In comparison to control, significant (P < 0.001) increase was seen in blood glucose in PCOS-C, Clomiphene & KG groups. When compared to PCOS- C, there was significant (P < 0.05) decrease in blood sugar in metformin & (P < 0.001), in NA & & NA + Met combination (P < 0.001) groups [Graph 3].
PCOS-C rats had high cholesterol level (P < 0.001) and increased levels of triglycerides as compared to vehicle control. NA significantly reduced serum cholesterol (P < 0.05), triglycerides (P < 0.01) levels. Combination of NA & Metformin was equally effective to NA in reducing cholesterol and triglycerides. Improvement in HDL cholesterol level was also observed though it was not statistically significant. KG showed favorable changes like reduction in cholesterol and increase in HDL levels. Clomiphene did not show significant effect on lipid levels [Table 1].
Ovary and uterus weight
Ovary weight was significantly high (P < 0.001) in control-PCOS group as compared to normal control. Significant reduction (P < 0.001) in all remaining groups was observed as compared to control-PCOS. When intergroup comparison was done, clomiphene and KG group showed marked reduction in Ovary weight and the results of both these groups were comparable. This reduction was more than the NA and MET individual group as well as the combination group [Graph 4].

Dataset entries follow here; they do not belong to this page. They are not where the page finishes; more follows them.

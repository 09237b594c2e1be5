//! postfix-core - document loading, input normalization and configuration.

pub mod config;
pub mod document;
pub mod error;
pub mod storage;

pub use config::{Config, load_config};
pub use document::Document;
pub use error::{CoreError, Result};

pub use postfix_engine::engine::{EvalOptions, SweepResult};
//! Random sheet generation for benchmarking the evaluator.
//!
//! Each cell starts as a fully parenthesized infix expression over single
//! digits, is converted to postfix with the shunting-yard algorithm, and then
//! has some of its literals swapped for references to other cells of the
//! sheet. References are never checked, so generated sheets can contain
//! dependency loops.

use rand::Rng;
use rand::seq::SliceRandom;

use super::cell_ref::CellRef;
use super::token::Operator;

const OPERATORS: [Operator; 4] = [Operator::Add, Operator::Sub, Operator::Mul, Operator::Div];

/// Shape and mix of a generated sheet.
#[derive(Clone, Debug, PartialEq, Eq)]
pub struct GenerateOptions {
    pub rows: usize,
    pub cols: usize,
    /// Nesting depth of each infix expression; a cell has `2^depth` literals.
    pub expression_depth: usize,
    /// One literal in this many becomes a cell reference. 0 disables references.
    pub reference_one_in: u32,
    pub separator: String,
}

impl Default for GenerateOptions {
    fn default() -> Self {
        Self {
            rows: 100,
            cols: 100,
            expression_depth: 3,
            reference_one_in: 39,
            separator: ",".to_string(),
        }
    }
}

/// Build a random infix expression such as `( ( 1 + 2 ) * ( 3 / 4 ) )`.
pub fn random_infix<R: Rng + ?Sized>(depth: usize, rng: &mut R) -> String {
    if depth == 0 {
        return rng.gen_range(0..10).to_string();
    }
    let left = random_infix(depth - 1, rng);
    let right = random_infix(depth - 1, rng);
    let op = OPERATORS.choose(rng).copied().unwrap_or(Operator::Add);
    format!("( {} {} {} )", left, op, right)
}

fn precedence(op: Operator) -> u8 {
    match op {
        Operator::Add | Operator::Sub => 1,
        Operator::Mul | Operator::Div => 2,
    }
}

/// Convert a space separated infix expression to postfix.
///
/// Operators are left associative. Tokens other than parentheses and the
/// four operators are treated as operands and copied through unchanged.
pub fn infix_to_postfix(expression: &str) -> String {
    enum Pending {
        Open,
        Op(Operator),
    }

    let mut output: Vec<String> = Vec::new();
    let mut pending: Vec<Pending> = Vec::new();

    for token in expression.split_whitespace() {
        match token {
            "(" => pending.push(Pending::Open),
            ")" => {
                while let Some(top) = pending.pop() {
                    match top {
                        Pending::Open => break,
                        Pending::Op(op) => output.push(op.to_string()),
                    }
                }
            }
            _ => match Operator::from_token(token) {
                Some(op) => {
                    while let Some(Pending::Op(top)) = pending.last() {
                        if precedence(*top) < precedence(op) {
                            break;
                        }
                        output.push(top.to_string());
                        pending.pop();
                    }
                    pending.push(Pending::Op(op));
                }
                None => output.push(token.to_string()),
            },
        }
    }

    while let Some(top) = pending.pop() {
        if let Pending::Op(op) = top {
            output.push(op.to_string());
        }
    }

    output.join(" ")
}

/// Generate one cell: a random postfix expression with some literals
/// replaced by references into a `rows` x `cols` sheet.
pub fn random_cell<R: Rng + ?Sized>(options: &GenerateOptions, rng: &mut R) -> String {
    let postfix = infix_to_postfix(&random_infix(options.expression_depth, rng));
    if options.reference_one_in == 0 || options.rows == 0 || options.cols == 0 {
        return postfix;
    }

    postfix
        .split(' ')
        .map(|token| {
            if Operator::from_token(token).is_none() && rng.gen_ratio(1, options.reference_one_in) {
                let col = rng.gen_range(0..options.cols);
                let row = rng.gen_range(0..options.rows);
                CellRef::new(col, row).to_string()
            } else {
                token.to_string()
            }
        })
        .collect::<Vec<_>>()
        .join(" ")
}

/// Generate a whole sheet: rows joined by `\n`, cells by the separator.
pub fn generate_sheet<R: Rng + ?Sized>(options: &GenerateOptions, rng: &mut R) -> String {
    let mut lines = Vec::with_capacity(options.rows);
    for _ in 0..options.rows {
        let cells: Vec<String> = (0..options.cols).map(|_| random_cell(options, rng)).collect();
        lines.push(cells.join(&options.separator));
    }
    lines.join("\n")
}

#[cfg(test)]
mod tests {
    use super::*;
    use crate::engine::eval::Value;
    use crate::engine::sweep::evaluate_grid;
    use crate::engine::token::{is_coordinate, is_number};
    use pretty_assertions::assert_eq;
    use rand::SeedableRng;
    use rand::rngs::StdRng;

    #[test]
    fn test_infix_to_postfix() {
        assert_eq!(infix_to_postfix("1 + 2"), "1 2 +");
        assert_eq!(infix_to_postfix("1 + 2 * 3"), "1 2 3 * +");
        assert_eq!(infix_to_postfix("( 1 + 2 ) * 3"), "1 2 + 3 *");
        assert_eq!(infix_to_postfix("8 - 3 - 2"), "8 3 - 2 -");
        assert_eq!(infix_to_postfix("( ( 1 / 2 ) - ( 3 * 4 ) )"), "1 2 / 3 4 * -");
    }

    #[test]
    fn test_converted_expression_keeps_its_value() {
        let text = infix_to_postfix("( 2 - 1 ) + 3 * 5 / 10");
        assert_eq!(text, "2 1 - 3 5 * 10 / +");
        assert_eq!(evaluate_grid(&text, ",").output, "2.5");
    }

    #[test]
    fn test_random_infix_shape() {
        let mut rng = StdRng::seed_from_u64(7);
        let expression = random_infix(3, &mut rng);
        let tokens: Vec<&str> = expression.split(' ').collect();
        assert_eq!(tokens.iter().filter(|t| is_number(t)).count(), 8);
        assert_eq!(tokens.iter().filter(|t| **t == "(").count(), 7);
        assert_eq!(random_infix(0, &mut rng).len(), 1);
    }

    #[test]
    fn test_references_stay_inside_sheet() {
        let options = GenerateOptions {
            rows: 3,
            cols: 2,
            reference_one_in: 1,
            ..GenerateOptions::default()
        };
        let mut rng = StdRng::seed_from_u64(11);
        for _ in 0..50 {
            for token in random_cell(&options, &mut rng).split(' ') {
                if is_coordinate(token) {
                    let cell = CellRef::from_str(token).unwrap();
                    assert!(cell.col < 2 && cell.row < 3, "{token}");
                } else {
                    assert!(Operator::from_token(token).is_some(), "{token}");
                }
            }
        }
    }

    #[test]
    fn test_generated_sheet_shape() {
        let options = GenerateOptions {
            rows: 4,
            cols: 6,
            separator: ";".to_string(),
            ..GenerateOptions::default()
        };
        let sheet = generate_sheet(&options, &mut StdRng::seed_from_u64(3));
        let lines: Vec<&str> = sheet.split('\n').collect();
        assert_eq!(lines.len(), 4);
        assert!(lines.iter().all(|line| line.split(';').count() == 6));
    }

    #[test]
    fn test_generated_sheets_evaluate() {
        for seed in 0..20 {
            let options = GenerateOptions {
                rows: 20,
                cols: 20,
                ..GenerateOptions::default()
            };
            let sheet = generate_sheet(&options, &mut StdRng::seed_from_u64(seed));
            let result = evaluate_grid(&sheet, ",");

            assert_eq!(result.cells.len(), 20);
            for row in &result.cells {
                assert_eq!(row.len(), 20);
                for value in row {
                    assert!(
                        matches!(value, Value::Number(_)) || value.is_error(),
                        "seed {seed}: {value:?}"
                    );
                }
            }
            let failed = result.cells.iter().flatten().any(Value::is_error);
            assert_eq!(failed, result.has_errors(), "seed {seed}");
        }
    }
}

Uterus weight was significantly high (P < 0.001) in control-PCOS group in comparison to control. Significant reduction (P < 0.001) in all remaining groups was observed in comparison to control-PCOS. When intergroup comparison was done clomiphene and KG group showed marked reduction in Uterus weight and the results of both these groups were comparable. This reduction was more than the NA and MET individual group as well as the combination group [Graph 5].
Histopathology of ovaries
Ovary of all rats were observed for histological changes
- Whole ovarian hypertrophy
- Thickened capsule (>100 μ)
- Increased number of sub capsular follicle cysts
- Scarcity of corporealutea or albicantia
- Hyperplasia and fibrosis of the ovarian stroma
- Premature luteinization of theca cells.

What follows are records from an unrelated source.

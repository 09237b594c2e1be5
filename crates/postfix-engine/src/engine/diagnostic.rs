//! Per-cell evaluation diagnostics.
//!
//! Diagnostics are collected, never raised: a failing cell renders `#ERR` and
//! the sweep carries on. The `Display` text of each variant is the message
//! shown to users.

use thiserror::Error;

use super::cell_ref::CellRef;
use super::path::VisitedPath;

#[derive(Error, Clone, Debug, PartialEq, Eq, Hash)]
pub enum Diagnostic {
    /// A reference chain came back to a cell that is still being resolved.
    #[error("ERROR: Dependency loop detected in {path}")]
    DependencyLoop { path: VisitedPath },

    /// An operator was applied to a missing or non-numeric operand.
    #[error("ERROR: Expression at >>{cell}<< not valid (1)")]
    InvalidOperand { cell: CellRef },

    /// More than one value was left on the stack.
    #[error("ERROR: Expression at >>{cell}<< not valid (2)")]
    LeftoverOperands { cell: CellRef },

    /// A reference points at a cell that does not exist in the grid.
    #[error("ERROR: Reference to >>{target}<< from >>{cell}<< is outside the grid")]
    MissingCell { target: String, cell: CellRef },

    /// The reference chain is deeper than the configured limit.
    #[error("ERROR: Expression at >>{cell}<< exceeds the maximum reference depth of {limit}")]
    DepthExceeded { cell: CellRef, limit: usize },
}

impl Diagnostic {
    /// True when the message depends on the reference path that produced it.
    pub fn depends_on_path(&self) -> bool {
        matches!(
            self,
            Diagnostic::DependencyLoop { .. } | Diagnostic::DepthExceeded { .. }
        )
    }
}

/// Append `diagnostic` unless an equal one is already present.
pub(crate) fn push_unique(list: &mut Vec<Diagnostic>, diagnostic: Diagnostic) {
    if !list.contains(&diagnostic) {
        list.push(diagnostic);
    }
}

/// Drop repeated diagnostics, keeping the first occurrence of each.
pub fn dedup_diagnostics(list: &mut Vec<Diagnostic>) {
    let mut seen = std::collections::HashSet::new();
    list.retain(|d| seen.insert(d.clone()));
}

#[cfg(test)]
mod tests {
    use super::*;

    #[test]
    fn test_message_text() {
        let a1 = CellRef::new(0, 0);
        let loop_path = VisitedPath::from(vec![a1, CellRef::new(1, 1)]);
        assert_eq!(
            Diagnostic::DependencyLoop { path: loop_path }.to_string(),
            "ERROR: Dependency loop detected in A1 -> B2"
        );
        assert_eq!(
            Diagnostic::InvalidOperand { cell: a1 }.to_string(),
            "ERROR: Expression at >>A1<< not valid (1)"
        );
        assert_eq!(
            Diagnostic::LeftoverOperands { cell: a1 }.to_string(),
            "ERROR: Expression at >>A1<< not valid (2)"
        );
        assert_eq!(
            Diagnostic::MissingCell { target: "C9".to_string(), cell: a1 }.to_string(),
            "ERROR: Reference to >>C9<< from >>A1<< is outside the grid"
        );
        assert_eq!(
            Diagnostic::DepthExceeded { cell: a1, limit: 8 }.to_string(),
            "ERROR: Expression at >>A1<< exceeds the maximum reference depth of 8"
        );
    }

    #[test]
    fn test_dedup_keeps_first_occurrence_order() {
        let a1 = Diagnostic::InvalidOperand { cell: CellRef::new(0, 0) };
        let b1 = Diagnostic::InvalidOperand { cell: CellRef::new(1, 0) };
        let mut list = vec![b1.clone(), a1.clone(), b1.clone(), a1.clone()];
        dedup_diagnostics(&mut list);
        assert_eq!(list, vec![b1, a1]);
    }

    #[test]
    fn test_depends_on_path() {
        let a1 = CellRef::new(0, 0);
        assert!(Diagnostic::DependencyLoop { path: VisitedPath::from(vec![a1]) }.depends_on_path());
        assert!(Diagnostic::DepthExceeded { cell: a1, limit: 4 }.depends_on_path());
        assert!(!Diagnostic::InvalidOperand { cell: a1 }.depends_on_path());
        assert!(!Diagnostic::MissingCell { target: "B9".to_string(), cell: a1 }.depends_on_path());
    }

    #[test]
    fn test_push_unique() {
        let a1 = Diagnostic::LeftoverOperands { cell: CellRef::new(0, 0) };
        let mut list = Vec::new();
        push_unique(&mut list, a1.clone());
        push_unique(&mut list, a1);
        assert_eq!(list.len(), 1);
    }
}
//! postfix-engine - evaluates grids of postfix expressions with cell references.

pub mod engine;

pub use engine::{EvalOptions, SweepResult, evaluate_grid, evaluate_grid_with_options};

PCOS control group showed degenerative structures of follicles along with cysts. PCOS-control group showed multiple cysts with degenerative changes. In other groups, no significant histopathological abnormality was seen [Figure 2].

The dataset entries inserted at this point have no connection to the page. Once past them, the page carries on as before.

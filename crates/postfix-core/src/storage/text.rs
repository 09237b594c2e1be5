//! Plain-text sheet input.

use regex::Regex;
use std::path::Path;
use std::sync::OnceLock;

use crate::error::Result;

/// Collapse `\r\n` and lone `\r` to `\n`, and runs of spaces to one space.
pub fn normalize(text: &str) -> String {
    let unix = text.replace("\r\n", "\n").replace('\r', "\n");
    spaces_re().replace_all(&unix, " ").into_owned()
}

/// Read a sheet from `path` and normalize it.
///
/// Trailing line terminators are dropped so a final newline does not add an
/// extra row.
pub fn read_sheet(path: &Path) -> Result<String> {
    let content = std::fs::read_to_string(path)?;
    let normalized = normalize(&content);
    Ok(normalized.trim_end_matches('\n').to_string())
}

fn spaces_re() -> &'static Regex {
    static SPACES_RE: OnceLock<Regex> = OnceLock::new();
    SPACES_RE.get_or_init(|| Regex::new(r" {2,}").expect("space run regex must compile"))
}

|Figure 2: Effects of drugs on histopathological changes in ovary. NA: Nishamalaki, Met: Metformin, Met + NA: Nishamalaki and Metformin combination, KG: Kanchannar Goggulu|
Click here to view
| Discussion|| |
PCOS is the most common form of chronic anovulation associated with androgen excess. Initially, Stein and Leventhal had considered it to be ovarian in nature. But now with extensive work done on this condition, it is known to have pathology at multiple sites. One of the abnormalities in PCOS is insulin resistance that is present in both-lean as well as obese individuals. Insulin resistance is also present in patients of T2DM and metabolic syndrome. The basic pathology demonstrated in metabolic syndrome is resistance to insulin at muscle and adipose tissue level causing increase in free fatty acid levels and this leads to hyperlipidaemia and increased cardiovascular risk. Considerable similarity exists in the pathogenesis between metabolic syndrome and PCOS. Hyperlipidaemia and increased cardiovascular risk are also seen in PCOS.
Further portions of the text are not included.